-- Provided information --
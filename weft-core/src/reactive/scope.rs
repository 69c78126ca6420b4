//! Scope Implementation
//!
//! A scope is an ownership list: while it is active, every effect created
//! registers its disposer with it, and disposing the scope releases them
//! all in registration order. Scopes track disposers only; they take no
//! part in value propagation.

use std::sync::{Arc, RwLock};

use smallvec::SmallVec;

use super::runtime::Runtime;

/// Disposer registered by an effect. Idempotent by construction.
type Disposer = Box<dyn Fn() + Send + Sync>;

/// Shared state of one scope.
pub(crate) struct ScopeInner {
    disposers: RwLock<SmallVec<[Disposer; 4]>>,

    /// The scope that was active when this one was entered. Restored by
    /// `dispose` while this scope is still the current one.
    prev: Option<Arc<ScopeInner>>,
}

impl ScopeInner {
    fn new(prev: Option<Arc<ScopeInner>>) -> Self {
        Self {
            disposers: RwLock::new(SmallVec::new()),
            prev,
        }
    }

    /// Register a disposer with this scope.
    pub(crate) fn register(&self, disposer: Disposer) {
        self.disposers
            .write()
            .expect("disposer lock poisoned")
            .push(disposer);
    }

    /// Run every registered disposer in registration order, then clear.
    ///
    /// If this scope is still the current one, the enclosing scope becomes
    /// current again, so effects created after an in-body dispose register
    /// with the enclosing scope rather than a dead one. When dispose runs
    /// later, under some unrelated scope, the pointer is left alone.
    ///
    /// The list is taken before running, so a second dispose (or one
    /// triggered from inside a disposer) sees it empty.
    fn dispose(this: &Arc<Self>) {
        let is_current = Runtime::current_scope()
            .is_some_and(|current| Arc::ptr_eq(&current, this));
        if is_current {
            Runtime::swap_scope(this.prev.clone());
        }

        let disposers =
            std::mem::take(&mut *this.disposers.write().expect("disposer lock poisoned"));
        if disposers.is_empty() {
            return;
        }
        tracing::debug!(count = disposers.len(), "disposing scope");
        for disposer in disposers {
            disposer();
        }
    }
}

/// Handle for releasing everything a [`root`] scope collected.
///
/// Cloneable; all clones refer to the same scope.
#[derive(Clone)]
pub struct ScopeDisposer {
    inner: Arc<ScopeInner>,
}

impl ScopeDisposer {
    /// Invoke every registered disposer in registration order and clear
    /// the list. If this scope is still the current one, the scope that
    /// enclosed it becomes current again. A second call is a no-op.
    pub fn dispose(&self) {
        ScopeInner::dispose(&self.inner);
    }
}

/// Run `f` with a fresh scope active, passing it the scope's disposer.
///
/// Effects created while `f` runs (directly or through `computed`/`on`)
/// register with this scope rather than any outer one; the outer scope is
/// restored when `f` returns, even on panic. The disposer may be called
/// inside `f`, in which case the outer scope becomes current for the rest
/// of the body, or kept and called later. Returns `f`'s result.
///
/// # Example
///
/// ```rust,ignore
/// let count = signal(0);
/// root(|scope| {
///     effect({
///         let count = count.clone();
///         move || println!("count: {}", count.get())
///     });
///     count.set(1); // prints
///     scope.dispose();
///     count.set(2); // prints nothing
/// });
/// ```
pub fn root<T>(f: impl FnOnce(ScopeDisposer) -> T) -> T {
    let prev = Runtime::current_scope();
    let inner = Arc::new(ScopeInner::new(prev.clone()));
    Runtime::swap_scope(Some(Arc::clone(&inner)));
    let _guard = ScopeGuard { prev };
    f(ScopeDisposer { inner })
}

/// Restores the previously active scope on drop, panic or not.
struct ScopeGuard {
    prev: Option<Arc<ScopeInner>>,
}

impl Drop for ScopeGuard {
    fn drop(&mut self) {
        Runtime::swap_scope(self.prev.take());
    }
}

// ----------------------------------------------------------------------------
// Tests
// ----------------------------------------------------------------------------
#[cfg(test)]
mod tests {
    use super::*;
    use crate::types::PresenceStatus;
    use anyhow::anyhow;
    use std::{sync::atomic::AtomicUsize, thread};

    struct SyntheticCamera {
        interval: Duration,
        remaining: Option<usize>,
    }

    impl CameraSource for SyntheticCamera {
        fn next_frame(&mut self) -> Result<Option<Frame>, SensorError> {
            if let Some(remaining) = self.remaining.as_mut() {
                if *remaining == 0 {
                    return Ok(None);
                }
                *remaining -= 1;
            }
            thread::sleep(self.interval);
            Ok(Some(Frame::new(vec![0; 4 * 4 * 4], 4, 4)))
        }
    }

    struct HangingCamera;

    impl CameraSource for HangingCamera {
        fn next_frame(&mut self) -> Result<Option<Frame>, SensorError> {
            thread::sleep(Duration::from_secs(3));
            Ok(None)
        }
    }

    fn streaming_camera() -> CameraOpener {
        Box::new(|| {
            Ok(Box::new(SyntheticCamera {
                interval: Duration::from_millis(10),
                remaining: None,
            }) as Box<dyn CameraSource>)
        })
    }

    struct FixedHand {
        present: bool,
        checks: Arc<AtomicUsize>,
    }

    impl HandPresence for FixedHand {
        fn check(&mut self, _frame: &Frame) -> anyhow::Result<bool> {
            self.checks.fetch_add(1, Ordering::SeqCst);
            Ok(self.present)
        }
    }

    struct FailingHand;

    impl HandPresence for FailingHand {
        fn check(&mut self, _frame: &Frame) -> anyhow::Result<bool> {
            Err(anyhow!("corrupt frame"))
        }
    }

    struct FixedFace {
        observation: FaceObservation,
        matcher: bool,
    }

    impl FacePresence for FixedFace {
        fn check(&mut self, _frame: &Frame) -> anyhow::Result<FaceObservation> {
            Ok(self.observation.clone())
        }

        fn recognizes_identities(&self) -> bool {
            self.matcher
        }
    }

    fn no_face() -> Box<dyn FacePresence> {
        Box::new(FixedFace {
            observation: FaceObservation::none(),
            matcher: false,
        })
    }

    fn no_hand() -> Box<dyn HandPresence> {
        Box::new(FixedHand {
            present: false,
            checks: Arc::new(AtomicUsize::new(0)),
        })
    }

    fn short_window(window: Duration) -> PresenceOptions {
        PresenceOptions {
            window,
            join_grace: Duration::from_millis(300),
            ..PresenceOptions::default()
        }
    }

    #[test]
    fn latest_frame_keeps_only_newest() {
        let slot = LatestFrame::new();
        assert!(slot.latest().is_none());
        slot.publish(Frame::new(vec![1; 4], 1, 1));
        slot.publish(Frame::new(vec![2; 4], 1, 1));
        let snapshot = slot.latest().unwrap();
        slot.publish(Frame::new(vec![3; 4], 1, 1));
        assert_eq!(snapshot.rgba[0], 2);
        assert_eq!(slot.latest().unwrap().rgba[0], 3);
    }

    #[test]
    fn hand_only_when_hand_always_fires() {
        let checks = Arc::new(AtomicUsize::new(0));
        let probe = PresenceProbe::new(PresenceOptions::default());
        let start = Instant::now();
        let result = probe
            .run(
                streaming_camera(),
                Box::new(FixedHand {
                    present: true,
                    checks: checks.clone(),
                }),
                no_face(),
            )
            .unwrap();

        assert!(start.elapsed() >= Duration::from_secs(3));
        assert_eq!(result.status(), PresenceStatus::HandOnly);
        assert!(result.saw_hand);
        assert!(!result.saw_face);
        // ~8 Hz over 3 s.
        let ticks = checks.load(Ordering::SeqCst);
        assert!((10..=30).contains(&ticks), "unexpected tick count {ticks}");
    }

    #[test]
    fn zero_frames_ends_on_time_with_neither() {
        let window = Duration::from_millis(400);
        let probe = PresenceProbe::new(short_window(window));
        let start = Instant::now();
        let opener: CameraOpener = Box::new(|| {
            Ok(Box::new(SyntheticCamera {
                interval: Duration::ZERO,
                remaining: Some(0),
            }) as Box<dyn CameraSource>)
        });
        let result = probe
            .run(
                opener,
                Box::new(FixedHand {
                    present: true,
                    checks: Arc::new(AtomicUsize::new(0)),
                }),
                no_face(),
            )
            .unwrap();

        let elapsed = start.elapsed();
        assert!(elapsed >= window);
        assert!(elapsed < window + Duration::from_secs(1));
        assert_eq!(result.status(), PresenceStatus::Neither);
    }

    #[test]
    fn hanging_camera_does_not_hang_the_probe() {
        let window = Duration::from_millis(200);
        let probe = PresenceProbe::new(short_window(window));
        let start = Instant::now();
        let opener: CameraOpener =
            Box::new(|| Ok(Box::new(HangingCamera) as Box<dyn CameraSource>));
        let result = probe.run(opener, no_hand(), no_face()).unwrap();

        assert!(start.elapsed() < Duration::from_secs(2));
        assert_eq!(result.status(), PresenceStatus::Neither);
    }

    #[test]
    fn camera_open_failure_is_surfaced() {
        let probe = PresenceProbe::new(short_window(Duration::from_millis(200)));
        let opener: CameraOpener = Box::new(|| Err(SensorError::unavailable("camera", "busy")));
        let err = probe.run(opener, no_hand(), no_face()).unwrap_err();
        assert!(matches!(err, SensorError::Unavailable { .. }));
    }

    #[test]
    fn detector_errors_count_as_misses() {
        let probe = PresenceProbe::new(short_window(Duration::from_millis(300)));
        let result = probe
            .run(
                streaming_camera(),
                Box::new(FailingHand),
                Box::new(FixedFace {
                    observation: FaceObservation::detected(),
                    matcher: false,
                }),
            )
            .unwrap();
        assert_eq!(result.status(), PresenceStatus::FaceOnly);
    }

    #[test]
    fn unrecognized_face_is_rejected_when_recognition_required() {
        let options = PresenceOptions {
            require_recognized_face: true,
            recognition_threshold: 0.6,
            ..short_window(Duration::from_millis(300))
        };
        let probe = PresenceProbe::new(options);
        let result = probe
            .run(
                streaming_camera(),
                no_hand(),
                Box::new(FixedFace {
                    observation: FaceObservation::recognized("resident", 0.4),
                    matcher: true,
                }),
            )
            .unwrap();
        assert!(!result.saw_face);
        assert_eq!(result.recognized_id, None);
        assert_eq!(result.status(), PresenceStatus::Neither);
    }

    #[test]
    fn recognized_face_records_identity() {
        let options = PresenceOptions {
            require_recognized_face: true,
            ..short_window(Duration::from_millis(300))
        };
        let probe = PresenceProbe::new(options);
        let result = probe
            .run(
                streaming_camera(),
                Box::new(FixedHand {
                    present: true,
                    checks: Arc::new(AtomicUsize::new(0)),
                }),
                Box::new(FixedFace {
                    observation: FaceObservation::recognized("resident", 0.9),
                    matcher: true,
                }),
            )
            .unwrap();
        assert_eq!(result.status(), PresenceStatus::Both);
        assert_eq!(result.recognized_id.as_deref(), Some("resident"));
    }

    #[test]
    fn face_policy_decisions() {
        let lenient = FacePolicy {
            require_recognized: false,
            threshold: 0.5,
        };
        let strict = FacePolicy {
            require_recognized: true,
            threshold: 0.5,
        };
        let weak = FaceObservation::recognized("a", 0.2);
        let strong = FaceObservation::recognized("a", 0.8);

        assert_eq!(lenient.judge(FaceObservation::none(), true), (false, None));
        assert_eq!(lenient.judge(FaceObservation::detected(), false), (true, None));
        assert_eq!(strict.judge(FaceObservation::detected(), false), (false, None));
        assert_eq!(lenient.judge(weak.clone(), true), (true, None));
        assert_eq!(strict.judge(weak, true), (false, None));
        assert_eq!(strict.judge(strong, true), (true, Some("a".to_string())));
    }
}
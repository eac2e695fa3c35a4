pub mod camera;
pub mod line_process;
pub mod presence_model;
pub mod suite;

pub use camera::camera_opener;
pub use line_process::{PoseStream, TranscriptStream};
pub use presence_model::{FaceModelPresence, NoFaceModel, PalmPresence};
pub use suite::{DeviceSuite, SuiteSettings};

-- Problem description --
Whenever a line of the material above contains the string "FailingHand", copy that line out.

-- Solution to this problem --
    struct FailingHand;
    impl HandPresence for FailingHand {
                Box::new(FailingHand),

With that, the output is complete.